Sarabande

Par Bleiz
Notes de l’auteur : Ce chapitre est plein de scènes que j'aime particulièrement, j'espère qu'elle donc qu'il vous plaira aussi ! Bonne lecture à tous

Jamais il n’avait été si heureux d’être fou.

Car c’était un fait. L’Artiste avait perdu l’esprit. On le lui avait bien fait comprendre : tous ceux qui l’avaient croisé s’accordaient là-dessus. 

—L’Artiste est parti aux confins du monde, là où seuls vont les monstres, et il y a laissé sa raison, disaient-ils.

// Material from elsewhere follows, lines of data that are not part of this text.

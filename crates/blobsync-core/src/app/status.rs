//! Status - 同期実行の結果（blob ごと・合計）

use serde::{Deserialize, Serialize};

use crate::domain::BlobState;

#[derive(Debug, Clone, PartialEq, Eq, Serialize, Deserialize)]
pub struct BlobOutcome {
    pub blob_name: String,
    pub file_name: String,
    pub state: BlobState,
}

/// SyncReport は 1 回の実行で何が起きたかを説明する
#[derive(Debug, Clone, Default, PartialEq, Eq, Serialize, Deserialize)]
pub struct SyncReport {
    pub discovered: usize,
    pub skipped: usize,
    pub converted: usize,
    pub outcomes: Vec<BlobOutcome>,
}

impl SyncReport {
    pub(crate) fn record(&mut self, blob_name: &str, file_name: String, state: BlobState) {
        match state {
            BlobState::Skipped => self.skipped += 1,
            BlobState::Converted => self.converted += 1,
            BlobState::Discovered | BlobState::Downloaded => {}
        }
        self.outcomes.push(BlobOutcome {
            blob_name: blob_name.to_string(),
            file_name,
            state,
        });
    }

    /// File names written during this run, in processing order.
    pub fn exported(&self) -> impl Iterator<Item = &str> {
        self.outcomes
            .iter()
            .filter(|o| o.state == BlobState::Converted)
            .map(|o| o.file_name.as_str())
    }
}
//! State - 同期実行中の blob ごとの状態遷移

use serde::{Deserialize, Serialize};

/// BlobState は 1 回の `sync` の中での blob の状態
///
/// # 状態遷移
/// - Discovered → Skipped（raw ディレクトリにファイルが既にある）
/// - Discovered → Downloaded → Converted
///
/// Discovered へ戻る遷移もリトライ状態もない。失敗すると実行は中断し、
/// 次の実行は新しい一覧から始まる。
#[derive(Debug, Clone, Copy, PartialEq, Eq, Hash, Serialize, Deserialize)]
#[serde(rename_all = "snake_case")]
pub enum BlobState {
    /// Listed remotely, not yet checked against the local directory.
    Discovered,

    /// A local file with the flattened name already exists.
    Skipped,

    /// Bytes fetched, not yet written.
    Downloaded,

    /// Parsed and written to the processed directory.
    Converted,
}

impl BlobState {
    /// Is `next` a legal successor of `self`?
    pub fn can_transition_to(self, next: BlobState) -> bool {
        matches!(
            (self, next),
            (BlobState::Discovered, BlobState::Skipped)
                | (BlobState::Discovered, BlobState::Downloaded)
                | (BlobState::Downloaded, BlobState::Converted)
        )
    }
}

#[cfg(test)]
mod tests {
    use super::*;
    use rstest::rstest;

    #[rstest]
    #[case(BlobState::Discovered, BlobState::Skipped, true)]
    #[case(BlobState::Discovered, BlobState::Downloaded, true)]
    #[case(BlobState::Downloaded, BlobState::Converted, true)]
    #[case(BlobState::Discovered, BlobState::Converted, false)]
    #[case(BlobState::Skipped, BlobState::Downloaded, false)]
    #[case(BlobState::Converted, BlobState::Discovered, false)]
    fn transitions(#[case] from: BlobState, #[case] to: BlobState, #[case] allowed: bool) {
        assert_eq!(from.can_transition_to(to), allowed);
    }

    #[test]
    fn serializes_as_snake_case() {
        let s = serde_json::to_string(&BlobState::Converted).unwrap();
        assert_eq!(s, "\"converted\"");
    }
}
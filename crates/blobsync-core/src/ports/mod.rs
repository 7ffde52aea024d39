//! Ports - 同期パイプラインと外部の境界
//!
//! # Ports
//! - **BlobSource**: リモートの一覧取得とダウンロード（本番は Azure Blob Storage）
//! - **TableCodec**: 区切り文字形式の表データの解析 / 書き出し

pub mod blob_source;
pub mod table_codec;

pub use self::blob_source::BlobSource;
pub use self::table_codec::{Table, TableCodec};
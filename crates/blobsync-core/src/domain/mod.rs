//! Domain - ドメインモデル（blob レコード、環境、状態、エラー）

pub mod blob;
pub mod environment;
pub mod errors;
pub mod state;

pub use self::blob::{BlobRecord, flattened_name, local_name};
pub use self::environment::{Environment, UnknownEnvironment};
pub use self::errors::{CodecError, SyncError};
pub use self::state::BlobState;
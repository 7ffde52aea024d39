//! TableCodec port - 区切り文字形式の表データの入出力

use crate::domain::CodecError;

/// In-memory table: a header row plus data rows of equal width.
#[derive(Debug, Clone, Default, PartialEq, Eq)]
pub struct Table {
    pub headers: Vec<String>,
    pub rows: Vec<Vec<String>>,
}

impl Table {
    pub fn new(headers: Vec<String>) -> Self {
        Self {
            headers,
            rows: Vec::new(),
        }
    }

    pub fn len(&self) -> usize {
        self.rows.len()
    }

    pub fn is_empty(&self) -> bool {
        self.rows.is_empty()
    }
}

pub trait TableCodec: Send + Sync {
    fn decode(&self, bytes: &[u8]) -> Result<Table, CodecError>;

    fn encode(&self, table: &Table) -> Result<Vec<u8>, CodecError>;
}
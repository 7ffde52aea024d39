//! SyncPipeline - ローカルディレクトリをリモートの blob 集合に追いつかせる
//!
//! # 1 回の実行の流れ
//! 1. blob を 1 回だけ一覧取得（prefix / 除外 prefix で絞り込み可）
//! 2. 名前を平坦化（`/` → `_`）してローカルのファイル名にする
//! 3. raw ディレクトリにそのファイルがあればスキップ
//! 4. なければダウンロード → CSV として解析 → processed ディレクトリへ書き出し
//!
//! blob は一覧の順に 1 件ずつ処理する。最初のエラーで実行は中断するが、
//! それまでに書いたファイルは残るので、再実行で残りから再開できる。

use std::path::{Path, PathBuf};
use std::sync::Arc;

use super::status::SyncReport;
use crate::domain::{BlobRecord, BlobState, SyncError};
use crate::ports::{BlobSource, TableCodec};

/// Directories and listing filters for one pipeline.
#[derive(Debug, Clone, PartialEq, Eq)]
pub struct SyncConfig {
    /// Presence of `<raw_dir>/<flattened name>` marks a blob as already synced.
    pub raw_dir: PathBuf,
    /// Converted files are written here.
    pub processed_dir: PathBuf,
    pub name_prefix: Option<String>,
    pub exclude_prefix: Option<String>,
}

impl SyncConfig {
    pub fn new(raw_dir: impl Into<PathBuf>, processed_dir: impl Into<PathBuf>) -> Self {
        Self {
            raw_dir: raw_dir.into(),
            processed_dir: processed_dir.into(),
            name_prefix: None,
            exclude_prefix: None,
        }
    }

    /// Check and write in the same directory.
    pub fn single_dir(dir: impl Into<PathBuf>) -> Self {
        let dir = dir.into();
        Self::new(dir.clone(), dir)
    }

    pub fn with_name_prefix(mut self, prefix: impl Into<String>) -> Self {
        self.name_prefix = Some(prefix.into());
        self
    }

    pub fn with_exclude_prefix(mut self, prefix: impl Into<String>) -> Self {
        self.exclude_prefix = Some(prefix.into());
        self
    }
}

pub struct SyncPipeline {
    source: Arc<dyn BlobSource>,
    codec: Arc<dyn TableCodec>,
    config: SyncConfig,
}

impl SyncPipeline {
    pub fn new(source: Arc<dyn BlobSource>, codec: Arc<dyn TableCodec>, config: SyncConfig) -> Self {
        Self {
            source,
            codec,
            config,
        }
    }

    /// Run one pass over the remote listing.
    pub async fn sync(&self) -> Result<SyncReport, SyncError> {
        let records = self
            .source
            .list_blob_records(
                self.config.name_prefix.as_deref(),
                self.config.exclude_prefix.as_deref(),
            )
            .await?;
        let names: Vec<&str> = records.iter().map(|r| r.blob_name.as_str()).collect();
        tracing::info!(count = records.len(), blobs = ?names, "Downloading and exporting");

        let processed_dir = &self.config.processed_dir;
        tokio::fs::create_dir_all(processed_dir)
            .await
            .map_err(|e| SyncError::io(processed_dir, e))?;

        let mut report = SyncReport {
            discovered: records.len(),
            ..SyncReport::default()
        };
        for record in &records {
            let state = self.sync_one(record).await?;
            report.record(&record.blob_name, record.flattened_name(), state);
        }

        tracing::info!(
            discovered = report.discovered,
            skipped = report.skipped,
            converted = report.converted,
            "sync finished"
        );
        Ok(report)
    }

    async fn sync_one(&self, record: &BlobRecord) -> Result<BlobState, SyncError> {
        let file_name = record.flattened_name();
        let state = BlobState::Discovered;

        let raw_path = self.config.raw_dir.join(&file_name);
        if exists(&raw_path).await? {
            tracing::info!(blob = %record.local_name, "Skipping {file_name}; already exists");
            return Ok(advance(state, BlobState::Skipped));
        }

        let bytes = self.source.download_blob(&record.blob_name).await?;
        let state = advance(state, BlobState::Downloaded);

        let codec_error = |source| SyncError::Codec {
            blob_name: record.blob_name.clone(),
            source,
        };
        let table = self.codec.decode(&bytes).map_err(codec_error)?;
        let encoded = self.codec.encode(&table).map_err(codec_error)?;

        let processed_dir = &self.config.processed_dir;
        let out_path = processed_dir.join(&file_name);
        tokio::fs::write(&out_path, encoded)
            .await
            .map_err(|e| SyncError::io(&out_path, e))?;

        tracing::info!(
            blob = %record.local_name,
            rows = table.len(),
            "Exported {file_name} into {}",
            processed_dir.display()
        );
        Ok(advance(state, BlobState::Converted))
    }
}

fn advance(from: BlobState, to: BlobState) -> BlobState {
    debug_assert!(from.can_transition_to(to), "illegal transition {from:?} -> {to:?}");
    tracing::trace!(?from, ?to, "blob state");
    to
}

async fn exists(path: &Path) -> Result<bool, SyncError> {
    tokio::fs::try_exists(path)
        .await
        .map_err(|e| SyncError::io(path, e))
}

#[cfg(test)]
mod tests {
    use super::*;
    use crate::impls::listing::tests::store_with;
    use crate::impls::{BlobListing, CsvCodec, fetch_blob};
    use async_trait::async_trait;
    use bytes::Bytes;
    use object_store::ObjectStore;
    use std::collections::BTreeSet;
    use std::sync::Mutex;

    /// In-memory container that records every download request.
    struct CountingSource {
        store: Arc<dyn ObjectStore>,
        downloads: Mutex<Vec<String>>,
    }

    impl CountingSource {
        async fn with(blobs: &[(&str, &'static str)]) -> Arc<Self> {
            Arc::new(Self {
                store: store_with(blobs).await,
                downloads: Mutex::new(Vec::new()),
            })
        }

        fn downloads(&self) -> Vec<String> {
            self.downloads.lock().unwrap().clone()
        }
    }

    #[async_trait]
    impl BlobSource for CountingSource {
        async fn list_blob_records(
            &self,
            name_prefix: Option<&str>,
            exclude_prefix: Option<&str>,
        ) -> Result<Vec<BlobRecord>, SyncError> {
            BlobListing::new(self.store.clone(), name_prefix)
                .records(exclude_prefix)
                .await
        }

        async fn download_blob(&self, blob_name: &str) -> Result<Bytes, SyncError> {
            self.downloads.lock().unwrap().push(blob_name.to_string());
            fetch_blob(self.store.as_ref(), blob_name).await
        }
    }

    fn pipeline(source: &Arc<CountingSource>, config: SyncConfig) -> SyncPipeline {
        SyncPipeline::new(source.clone(), Arc::new(CsvCodec::new()), config)
    }

    fn files_in(dir: &Path) -> BTreeSet<String> {
        std::fs::read_dir(dir)
            .unwrap()
            .map(|e| e.unwrap().file_name().to_string_lossy().into_owned())
            .collect()
    }

    const JANUARY: &str = "date,cost\n2024-01-01,1.5\n";
    const FEBRUARY: &str = "date,cost\n2024-02-01,2.5\n2024-02-02,0.5\n";

    #[tokio::test]
    async fn exports_every_missing_blob_as_csv() {
        let raw = tempfile::tempdir().unwrap();
        let processed = tempfile::tempdir().unwrap();
        let source = CountingSource::with(&[
            ("2024/01/report.csv", JANUARY),
            ("2024/02/report.csv", FEBRUARY),
        ])
        .await;

        let report = pipeline(&source, SyncConfig::new(raw.path(), processed.path()))
            .sync()
            .await
            .unwrap();

        assert_eq!(report.discovered, 2);
        assert_eq!(report.converted, 2);
        assert_eq!(report.skipped, 0);
        assert_eq!(
            files_in(processed.path()),
            BTreeSet::from(["2024_01_report.csv".to_string(), "2024_02_report.csv".to_string()])
        );

        let written = std::fs::read_to_string(processed.path().join("2024_02_report.csv")).unwrap();
        assert_eq!(written, ",date,cost\n0,2024-02-01,2.5\n1,2024-02-02,0.5\n");
    }

    #[tokio::test]
    async fn existing_raw_file_is_never_downloaded() {
        let raw = tempfile::tempdir().unwrap();
        let processed = tempfile::tempdir().unwrap();
        std::fs::write(raw.path().join("2024_01_report.csv"), "stale").unwrap();
        let source = CountingSource::with(&[
            ("2024/01/report.csv", JANUARY),
            ("2024/02/report.csv", FEBRUARY),
        ])
        .await;

        let report = pipeline(&source, SyncConfig::new(raw.path(), processed.path()))
            .sync()
            .await
            .unwrap();

        assert_eq!(source.downloads(), vec!["2024/02/report.csv".to_string()]);
        assert_eq!(report.skipped, 1);
        assert_eq!(report.converted, 1);
        assert_eq!(report.exported().collect::<Vec<_>>(), vec!["2024_02_report.csv"]);
        // the existing file is not re-validated or touched
        assert_eq!(std::fs::read_to_string(raw.path().join("2024_01_report.csv")).unwrap(), "stale");
    }

    #[tokio::test]
    async fn second_run_downloads_nothing() {
        let dir = tempfile::tempdir().unwrap();
        let source = CountingSource::with(&[
            ("2024/01/report.csv", JANUARY),
            ("2024/02/report.csv", FEBRUARY),
        ])
        .await;
        let pipeline = pipeline(&source, SyncConfig::single_dir(dir.path()));

        pipeline.sync().await.unwrap();
        let after_first = files_in(dir.path());
        assert_eq!(source.downloads().len(), 2);

        let report = pipeline.sync().await.unwrap();
        assert_eq!(source.downloads().len(), 2);
        assert_eq!(report.skipped, 2);
        assert_eq!(files_in(dir.path()), after_first);
    }

    #[tokio::test]
    async fn codec_failure_aborts_but_keeps_earlier_exports() {
        let dir = tempfile::tempdir().unwrap();
        let source = CountingSource::with(&[
            ("a/first.csv", JANUARY),
            ("b/broken.csv", "x,y\n1,2,3\n"),
            ("c/never.csv", FEBRUARY),
        ])
        .await;

        let err = pipeline(&source, SyncConfig::single_dir(dir.path()))
            .sync()
            .await
            .unwrap_err();

        assert!(matches!(err, SyncError::Codec { ref blob_name, .. } if blob_name == "b/broken.csv"));
        assert_eq!(files_in(dir.path()), BTreeSet::from(["a_first.csv".to_string()]));
        assert_eq!(
            source.downloads(),
            vec!["a/first.csv".to_string(), "b/broken.csv".to_string()]
        );
    }

    #[tokio::test]
    async fn malformed_name_aborts_before_any_download() {
        let dir = tempfile::tempdir().unwrap();
        let source = CountingSource::with(&[("2024/01/report.csv", JANUARY), ("noslash", JANUARY)]).await;

        let err = pipeline(&source, SyncConfig::single_dir(dir.path()))
            .sync()
            .await
            .unwrap_err();

        assert!(matches!(err, SyncError::MalformedName { .. }));
        assert!(source.downloads().is_empty());
    }

    #[tokio::test]
    async fn filters_and_missing_processed_dir() {
        let raw = tempfile::tempdir().unwrap();
        let root = tempfile::tempdir().unwrap();
        let processed = root.path().join("data").join("processed");
        let source = CountingSource::with(&[
            ("2024/01/report.csv", JANUARY),
            ("2024/archive/old.csv", JANUARY),
            ("2023/12/report.csv", JANUARY),
        ])
        .await;

        let config = SyncConfig::new(raw.path(), &processed)
            .with_name_prefix("2024/")
            .with_exclude_prefix("2024/archive/");
        let report = pipeline(&source, config).sync().await.unwrap();

        assert_eq!(report.discovered, 1);
        assert_eq!(files_in(&processed), BTreeSet::from(["2024_01_report.csv".to_string()]));
    }

    #[tokio::test]
    async fn without_index_writes_input_unchanged() {
        let dir = tempfile::tempdir().unwrap();
        let source = CountingSource::with(&[("2024/02/report.csv", FEBRUARY)]).await;
        let pipeline = SyncPipeline::new(
            source.clone(),
            Arc::new(CsvCodec::without_index()),
            SyncConfig::single_dir(dir.path()),
        );

        pipeline.sync().await.unwrap();
        let written = std::fs::read_to_string(dir.path().join("2024_02_report.csv")).unwrap();
        assert_eq!(written, FEBRUARY);
    }
}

—Pas du tout, répondait-il. J’y ai laissé mon cœur et ma vie, tous mes souvenirs et mon seul trésor. La raison est tout ce qu’il me reste.

Et les autres de sourire avec pitié devant ce refus qui était bien la preuve de ce qu’ils avançaient. Il s’était efforcé de leur expliquer, mais voyant bien qu’il n’arrivait nulle part, il avait rendu les armes. Fallait-il qu’il accepte l’évidence ? Après tout, lui-même considérait ses actes comme folie. Ce qu’il avait fait était trop grave pour être appelé erreur.

Pourtant, il n’était parti que par noblesse. « Et par peur, » se devait-il d’ajouter pour rester honnête. Depuis que la Déesse l’avait mené sur les routes, il avait vécu mille aventures. Il se fallait que la dernière remette tout en question. 

Une poupée qui prend vie, c’est phénoménal. Que cette même poupée soit une personne dont l’esprit complète le vôtre, dont le sourire vous marque au fer blanc directement sur le cœur, dont l’amour enfin vous est acquis – c’est trop. Trop beau pour être vrai. Trop lourd à porter pour quelqu’un qui n’a pas choisi. Car Sterenn– il osait à peine dire son nom, se le murmurer par devers lui – n’était née que pour lui. N’est-ce pas ? N’était-ce pas la récompense qu’Elle lui avait accordée pour ses bons et loyaux services ? Tout faisait partie de la trame, tout ! Lui seul pouvait agir de son plein gré ! N’est-ce pas ? Les gens qui vivaient et mouraient sans connaître la vérité de cette existence – quelle vérité ? Qu’il y a une histoire dont nous sommes tous acteurs et que son dénouement est inéluctable – ne pouvaient pas comprendre sa décision et c’était bien normal. Il était seul ! N’est-ce pas ? N’est-ce pas ?!

Et donc l’Artiste s’en était allé car il n’avait plus que cela à offrir. 

Et parce que ce jeu était trop cruel, il avait rejeté la Déesse qui en créait les règles.

Aussitôt dit, aussitôt fait : Elle disparut. Ses nuits passés à discuter avec Elle avaient laissé place à un grand vide dont il se réveillait sans rien se souvenir. Ses quelques tentatives pour lui parler avait échoué. Elle se tenait complètement hors de sa portée. En revanche, sa bonne amie, pour toujours heureuse et perdue au bout du monde, ne le quittait jamais. Son nom manquait de glisser de ses lèvres à toute heure, son visage lui apparaissait dès qu’il fermait les yeux. Il s’était habitué à ces illusions.

Mais ce soir avait l’éclat de ses grandes aventures. Il en était confus, délicieusement confus. Car il aurait reconnu la patte de la Déesse entre mille et elle était bien là, dans tous les détails. La lune coupait de sa faucille le noir de la nuit et les couples, entrelacés, tourbillonnants, suivaient et devançaient la musique. Des lampions peignaient la ville comme des étoiles de couleur. Surtout, de l’autre côté de la place, la plus belle de ses hallucinations l’attendait.

Il traversa la piste de danse. Il lui semblait l’avoir aperçue, plus tôt, mais elle avait aussitôt disparu. Il était content qu’elle revienne le hanter.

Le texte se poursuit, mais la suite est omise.